fn join_type_applied_directive<'a>(
    subgraph_name: Name,
    key_directives: impl Iterator<Item = &'a Component<Directive>> + Sized,
    is_interface_object: bool,
) -> Vec<Component<Directive>> {
    let mut join_type_directive = Directive {
        name: name!("join__type"),
        arguments: vec![Node::new(Argument {
            name: name!("graph"),
            value: Node::new(Value::Enum(subgraph_name)),
        })],
    };
    if is_interface_object {
        join_type_directive.arguments.push(Node::new(Argument {
            name: name!("isInterfaceObject"),
            value: Node::new(Value::Boolean(is_interface_object)),
        }));
    }

    let mut result = vec![];
    for key_directive in key_directives {
        let Some(field_set) = directive_string_arg_value(key_directive, &name!("fields")) else {
            continue;
        };
        let mut join_type_directive_with_key = join_type_directive.clone();
        join_type_directive_with_key
            .arguments
            .push(Node::new(Argument {
                name: name!("key"),
                value: Node::new(Value::String(field_set.to_string())),
            }));

        let resolvable =
            directive_bool_arg_value(key_directive, &name!("resolvable")).unwrap_or(true);
        if !resolvable {
            join_type_directive_with_key
                .arguments
                .push(Node::new(Argument {
                    name: name!("resolvable"),
                    value: Node::new(Value::Boolean(false)),
                }));
        }
        result.push(join_type_directive_with_key)
    }
    if result.is_empty() {
        result.push(join_type_directive)
    }
    result
        .into_iter()
        .map(Component::new)
        .collect::<Vec<Component<Directive>>>()
}

fn join_type_implements(subgraph_name: Name, intf_name: &ComponentName) -> Component<Directive> {
    Component::new(Directive {
        name: name!("join__implements"),
        arguments: vec![
            Node::new(Argument {
                name: name!("graph"),
                value: Node::new(Value::Enum(subgraph_name)),
            }),
            Node::new(Argument {
                name: name!("interface"),
                value: Node::new(Value::String(intf_name.name.to_string())),
            }),
        ],
    })
}

fn directive_arg_value<'a>(directive: &'a Directive, arg_name: &Name) -> Option<&'a Value> {
    directive
        .arguments
        .iter()
        .find(|arg| arg.name == *arg_name)
        .map(|arg| arg.value.as_ref())
}

fn directive_string_arg_value<'a>(directive: &'a Directive, arg_name: &Name) -> Option<&'a str> {
    match directive_arg_value(directive, arg_name) {
        Some(Value::String(value)) => Some(value),
        _ => None,
    }
}

fn directive_bool_arg_value(directive: &Directive, arg_name: &Name) -> Option<bool> {
    match directive_arg_value(directive, arg_name) {
        Some(Value::Boolean(value)) => Some(*value),
        _ => None,
    }
}

fn add_core_feature_link(supergraph: &mut Schema) {
    // @link(url: "https://specs.apollo.dev/link/v1.0")
    supergraph
        .schema_definition
        .make_mut()
        .directives
        .push(Component::new(Directive {
            name: name!("link"),
            arguments: vec![Node::new(Argument {
                name: name!("url"),
                value: Node::new(Value::String(
                    "https://specs.apollo.dev/link/v1.0".to_string(),
                )),
            })],
        }));

    let (name, link_purpose_enum) = link_purpose_enum_type();
    supergraph.types.insert(name, link_purpose_enum.into());

    // scalar Import
    let link_import_name = name!("link__Import");
    let link_import_scalar = ExtendedType::Scalar(Node::new(ScalarType {
        directives: Default::default(),
        name: link_import_name.clone(),
        description: None,
    }));
    supergraph
        .types
        .insert(link_import_name, link_import_scalar);

    let link_directive_definition = link_directive_definition();
    supergraph
        .directive_definitions
        .insert(name!("link"), Node::new(link_directive_definition));
}

/// directive @link(url: String, as: String, for: link__Purpose, import: [link__Import]) repeatable on SCHEMA
fn link_directive_definition() -> DirectiveDefinition {
    DirectiveDefinition {
        name: name!("link"),
        description: None,
        arguments: vec![
            input_value(name!("url"), ty!(String).into()),
            input_value(name!("as"), ty!(String).into()),
            input_value(name!("for"), ty!(link__Purpose).into()),
            input_value(name!("import"), ty!([link__Import]).into()),
        ],
        locations: vec![DirectiveLocation::Schema],
        repeatable: true,
    }
}

fn input_value(name: Name, ty: Node<ast::Type>) -> Node<InputValueDefinition> {
    Node::new(InputValueDefinition {
        name,
        description: None,
        directives: Default::default(),
        ty,
        default_value: None,
    })
}

/// enum link__Purpose
fn link_purpose_enum_type() -> (Name, EnumType) {
    let link_purpose_name = name!("link__Purpose");
    let mut link_purpose_enum = EnumType {
        description: None,
        name: link_purpose_name.clone(),
        directives: Default::default(),
        values: Default::default(),
    };
    let link_purpose_security_value = EnumValueDefinition {
        description: Some(
            "SECURITY features provide metadata necessary to securely resolve fields.".into(),
        ),
        directives: Default::default(),
        value: name!("SECURITY"),
    };
    let link_purpose_execution_value = EnumValueDefinition {
        description: Some(
            "EXECUTION features provide metadata necessary for operation execution.".into(),
        ),
        directives: Default::default(),
        value: name!("EXECUTION"),
    };
    link_purpose_enum.values.insert(
        link_purpose_security_value.value.clone(),
        Component::new(link_purpose_security_value),
    );
    link_purpose_enum.values.insert(
        link_purpose_execution_value.value.clone(),
        Component::new(link_purpose_execution_value),
    );
    (link_purpose_name, link_purpose_enum)
}

fn add_core_feature_join(supergraph: &mut Schema, contexts: &[SubgraphContext<'_>]) {
    // @link(url: "https://specs.apollo.dev/join/v0.3", for: EXECUTION)
    supergraph
        .schema_definition
        .make_mut()
        .directives
        .push(Component::new(Directive {
            name: name!("link"),
            arguments: vec![
                Node::new(Argument {
                    name: name!("url"),
                    value: Node::new(Value::String(
                        "https://specs.apollo.dev/join/v0.3".to_string(),
                    )),
                }),
                Node::new(Argument {
                    name: name!("for"),
                    value: Node::new(Value::Enum(name!("EXECUTION"))),
                }),
            ],
        }));

    // scalar FieldSet
    let join_field_set_name = name!("join__FieldSet");
    let join_field_set_scalar = ExtendedType::Scalar(Node::new(ScalarType {
        directives: Default::default(),
        name: join_field_set_name.clone(),
        description: None,
    }));
    supergraph
        .types
        .insert(join_field_set_name, join_field_set_scalar);

    for definition in [
        join_graph_directive_definition(),
        join_type_directive_definition(),
        join_field_directive_definition(),
        join_implements_directive_definition(),
        join_union_member_directive_definition(),
        join_enum_value_directive_definition(),
    ] {
        supergraph
            .directive_definitions
            .insert(definition.name.clone(), Node::new(definition));
    }

    let (name, join_graph_enum_type) = join_graph_enum_type(contexts);
    supergraph.types.insert(name, join_graph_enum_type.into());
}

/// directive @tag(name: String!) repeatable, on anything that can be hidden by
/// a contract filter
fn add_core_feature_tag(supergraph: &mut Schema) {
    // @link(url: "https://specs.apollo.dev/tag/v0.3")
    supergraph
        .schema_definition
        .make_mut()
        .directives
        .push(Component::new(Directive {
            name: name!("link"),
            arguments: vec![Node::new(Argument {
                name: name!("url"),
                value: Node::new(Value::String(
                    "https://specs.apollo.dev/tag/v0.3".to_string(),
                )),
            })],
        }));

    let tag_directive_definition = DirectiveDefinition {
        name: name!("tag"),
        description: None,
        arguments: vec![input_value(name!("name"), ty!(String!).into())],
        locations: vec![
            DirectiveLocation::FieldDefinition,
            DirectiveLocation::Object,
            DirectiveLocation::Interface,
            DirectiveLocation::Union,
            DirectiveLocation::ArgumentDefinition,
            DirectiveLocation::Scalar,
            DirectiveLocation::Enum,
            DirectiveLocation::EnumValue,
            DirectiveLocation::InputObject,
            DirectiveLocation::InputFieldDefinition,
            DirectiveLocation::Schema,
        ],
        repeatable: true,
    };
    supergraph
        .directive_definitions
        .insert(name!("tag"), Node::new(tag_directive_definition));
}

/// directive @inaccessible on everything a contract filter may hide
fn add_core_feature_inaccessible(supergraph: &mut Schema) {
    // @link(url: "https://specs.apollo.dev/inaccessible/v0.2", for: EXECUTION)
    supergraph
        .schema_definition
        .make_mut()
        .directives
        .push(Component::new(Directive {
            name: name!("link"),
            arguments: vec![
                Node::new(Argument {
                    name: name!("url"),
                    value: Node::new(Value::String(
                        "https://specs.apollo.dev/inaccessible/v0.2".to_string(),
                    )),
                }),
                Node::new(Argument {
                    name: name!("for"),
                    value: Node::new(Value::Enum(name!("EXECUTION"))),
                }),
            ],
        }));

    let inaccessible_directive_definition = DirectiveDefinition {
        name: name!("inaccessible"),
        description: None,
        arguments: vec![],
        locations: vec![
            DirectiveLocation::FieldDefinition,
            DirectiveLocation::Object,
            DirectiveLocation::Interface,
            DirectiveLocation::Union,
            DirectiveLocation::ArgumentDefinition,
            DirectiveLocation::Scalar,
            DirectiveLocation::Enum,
            DirectiveLocation::EnumValue,
            DirectiveLocation::InputObject,
            DirectiveLocation::InputFieldDefinition,
        ],
        repeatable: false,
    };
    supergraph.directive_definitions.insert(
        name!("inaccessible"),
        Node::new(inaccessible_directive_definition),
    );
}
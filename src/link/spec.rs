//! Identities and versions of `@link` specifications.
//!
//! A specification url such as `https://specs.apollo.dev/federation/v2.3`
//! decomposes into an [`Identity`] (domain + name) and a [`Version`]; the
//! identity is what schemas are matched against, the version is compared
//! separately through [`Version::satisfies`] or a [`LinkVersion`] requirement.
use std::fmt;
use std::str;

use apollo_compiler::Name;
use apollo_compiler::name;
use thiserror::Error;

pub const APOLLO_SPEC_DOMAIN: &str = "https://specs.apollo.dev";
pub const HIVE_SPEC_DOMAIN: &str = "https://specs.graphql-hive.com";

#[derive(Error, Debug, PartialEq, Eq, Clone)]
pub enum SpecError {
    #[error("Parse error: {0}")]
    ParseError(String),
}

/// A `@link` specification identity: its url minus the version segment.
#[derive(Clone, PartialEq, Eq, Hash, Debug)]
pub struct Identity {
    /// Domain part, e.g. `"https://specs.apollo.dev"`.
    pub domain: String,

    /// Specification name, e.g. `"federation"`.
    pub name: Name,
}

impl fmt::Display for Identity {
    fn fmt(&self, f: &mut fmt::Formatter<'_>) -> fmt::Result {
        write!(f, "{}/{}", self.domain, self.name)
    }
}

impl Identity {
    fn apollo(name: Name) -> Identity {
        Identity {
            domain: APOLLO_SPEC_DOMAIN.to_string(),
            name,
        }
    }

    pub fn link_identity() -> Identity {
        Self::apollo(name!("link"))
    }

    pub fn federation_identity() -> Identity {
        Self::apollo(name!("federation"))
    }

    pub fn join_identity() -> Identity {
        Self::apollo(name!("join"))
    }

    pub fn tag_identity() -> Identity {
        Self::apollo(name!("tag"))
    }

    pub fn inaccessible_identity() -> Identity {
        Self::apollo(name!("inaccessible"))
    }

    /// The hive metadata specification (`@meta` and friends).
    pub fn hive_identity() -> Identity {
        Identity {
            domain: HIVE_SPEC_DOMAIN.to_string(),
            name: name!("hive"),
        }
    }
}

/// A major/minor specification version pair.
#[derive(Clone, Copy, PartialEq, Eq, PartialOrd, Ord, Debug)]
pub struct Version {
    pub major: u32,
    pub minor: u32,
}

impl fmt::Display for Version {
    fn fmt(&self, f: &mut fmt::Formatter<'_>) -> fmt::Result {
        write!(f, "{}.{}", self.major, self.minor)
    }
}

impl str::FromStr for Version {
    type Err = SpecError;

    fn from_str(s: &str) -> Result<Self, Self::Err> {
        let Some((major, minor)) = s.split_once('.') else {
            return Err(SpecError::ParseError(
                "version number is missing a dot (.)".to_string(),
            ));
        };
        Ok(Version {
            major: major.parse().map_err(|_| {
                SpecError::ParseError(format!("invalid major version number '{}'", major))
            })?,
            minor: minor.parse().map_err(|_| {
                SpecError::ParseError(format!("invalid minor version number '{}'", minor))
            })?,
        })
    }
}

impl Version {
    /// Whether this version satisfies `required`: same major and at least the
    /// minor. Major 0 versions carry no compatibility guarantee and only
    /// satisfy themselves exactly.
    pub fn satisfies(&self, required: &Version) -> bool {
        if self.major == 0 {
            self == required
        } else {
            self.major == required.major && self.minor >= required.minor
        }
    }
}

/// A version requirement checked against the set of `@link`s in a schema.
///
/// Schemas predating `@link` have no url to compare against, so "federation 1"
/// is its own variant rather than a sentinel version number.
#[derive(Clone, Debug, PartialEq, Eq)]
pub enum LinkVersion {
    /// Matches schemas with no `@link` application at all.
    Federation1,
    /// Matches any linked version of the specification.
    Any,
    /// Matches the exact major.minor version.
    Exact(Version),
    /// Matches any linked version that [`Version::satisfies`] this one.
    Compatible(Version),
}

/// A full specification url: identity plus version.
#[derive(Clone, PartialEq, Eq, Debug)]
pub struct Url {
    pub identity: Identity,
    pub version: Version,
}

impl fmt::Display for Url {
    fn fmt(&self, f: &mut fmt::Formatter<'_>) -> fmt::Result {
        write!(f, "{}/v{}", self.identity, self.version)
    }
}

impl str::FromStr for Url {
    type Err = SpecError;

    /// Parses e.g. `https://specs.apollo.dev/federation/v2.3`: the last path
    /// segment is the `v`-prefixed version, the one before it the
    /// specification name, and everything up to that (scheme, host, leading
    /// path) forms the identity's domain.
    fn from_str(s: &str) -> Result<Self, Self::Err> {
        let url = url::Url::parse(s)
            .map_err(|e| SpecError::ParseError(format!("invalid specification url: {}", e)))?;
        if !url.scheme().starts_with("http") {
            return Err(SpecError::ParseError(
                "invalid `@link` specification url: only http(s) urls are supported currently"
                    .to_string(),
            ));
        }

        let mut segments = url.path_segments().ok_or(SpecError::ParseError(
            "invalid `@link` specification url".to_string(),
        ))?;
        let version = segments.next_back().ok_or(SpecError::ParseError(
            "invalid `@link` specification url: missing specification version".to_string(),
        ))?;
        let version = version
            .strip_prefix('v')
            .ok_or(SpecError::ParseError(
                "invalid `@link` specification url: the last element of the path should be the version starting with a 'v'"
                    .to_string(),
            ))?
            .parse::<Version>()?;
        // Spec names are not required to be valid GraphQL names (urls with
        // dashes exist in the wild). A namespaced reference to such a spec is
        // not expressible, but explicit imports from it still are.
        let name = segments
            .next_back()
            .map(Name::new_unchecked)
            .ok_or(SpecError::ParseError(
                "invalid `@link` specification url: missing specification name".to_string(),
            ))?;

        let host = url.domain().ok_or(SpecError::ParseError(
            "invalid `@link` specification url".to_string(),
        ))?;
        let mut domain = format!("{}://{}", url.scheme(), host);
        for leading_segment in segments {
            domain.push('/');
            domain.push_str(leading_segment);
        }
        Ok(Url {
            identity: Identity { domain, name },
            version,
        })
    }
}

#[cfg(test)]
mod tests {
    use apollo_compiler::name;

    use super::*;

    fn version(major: u32, minor: u32) -> Version {
        Version { major, minor }
    }

    #[test]
    fn versions_order_by_major_then_minor() {
        assert!(version(0, 0) < version(0, 1));
        assert!(version(1, 9) < version(1, 10));
        assert!(version(1, 10) < version(2, 0));
        assert_eq!(version(2, 3), version(2, 3));
    }

    #[test]
    fn version_satisfaction_is_same_major_at_least_minor() {
        assert!(version(1, 0).satisfies(&version(1, 0)));
        assert!(version(1, 4).satisfies(&version(1, 2)));
        assert!(!version(1, 1).satisfies(&version(1, 2)));
        assert!(!version(2, 0).satisfies(&version(1, 9)));
        // major 0: exact match only
        assert!(version(0, 8).satisfies(&version(0, 8)));
        assert!(!version(0, 9).satisfies(&version(0, 8)));
    }

    #[test]
    fn versions_parse_from_major_dot_minor() {
        assert_eq!("0.0".parse::<Version>().unwrap(), version(0, 0));
        assert_eq!("1.5".parse::<Version>().unwrap(), version(1, 5));
        assert_eq!("2.49".parse::<Version>().unwrap(), version(2, 49));
    }

    #[test]
    fn bad_version_strings_name_the_offending_part() {
        let error = |message: &str| Err(SpecError::ParseError(message.to_string()));
        assert_eq!(
            "foo".parse::<Version>(),
            error("version number is missing a dot (.)")
        );
        assert_eq!(
            "foo.bar".parse::<Version>(),
            error("invalid major version number 'foo'")
        );
        assert_eq!(
            "0.bar".parse::<Version>(),
            error("invalid minor version number 'bar'")
        );
        assert_eq!(
            "0.12.2".parse::<Version>(),
            error("invalid minor version number '12.2'")
        );
    }

    #[test]
    fn urls_split_into_identity_and_version() {
        assert_eq!(
            "https://specs.apollo.dev/federation/v2.3"
                .parse::<Url>()
                .unwrap(),
            Url {
                identity: Identity::federation_identity(),
                version: version(2, 3),
            }
        );
        assert_eq!(
            "https://specs.graphql-hive.com/hive/v1.0"
                .parse::<Url>()
                .unwrap(),
            Url {
                identity: Identity::hive_identity(),
                version: version(1, 0),
            }
        );
        // leading path segments belong to the domain; query strings are ignored
        assert_eq!(
            "http://example.com/registry/specs/my_spec/v0.1?draft=yes"
                .parse::<Url>()
                .unwrap(),
            Url {
                identity: Identity {
                    domain: "http://example.com/registry/specs".to_string(),
                    name: name!("my_spec"),
                },
                version: version(0, 1),
            }
        );
    }

    #[test]
    fn non_spec_urls_are_rejected() {
        for bad in [
            "https://specs.apollo.dev/federation",
            "https://specs.apollo.dev/v2.0",
            "ftp://specs.apollo.dev/federation/v2.0",
            "not a url",
        ] {
            assert!(bad.parse::<Url>().is_err(), "{bad}");
        }
    }

    #[test]
    fn identities_display_as_versionless_urls() {
        assert_eq!(
            Identity::hive_identity().to_string(),
            "https://specs.graphql-hive.com/hive"
        );
        assert_eq!(
            Url {
                identity: Identity::tag_identity(),
                version: version(0, 3),
            }
            .to_string(),
            "https://specs.apollo.dev/tag/v0.3"
        );
    }
}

□ □ □ □ □ □ □

**YOUR INSTRUCTIONS**
Your answer must be a single number: how many lines of the records contain the word "ExtendedType".

**ANSWER TO THE PROBLEM**
2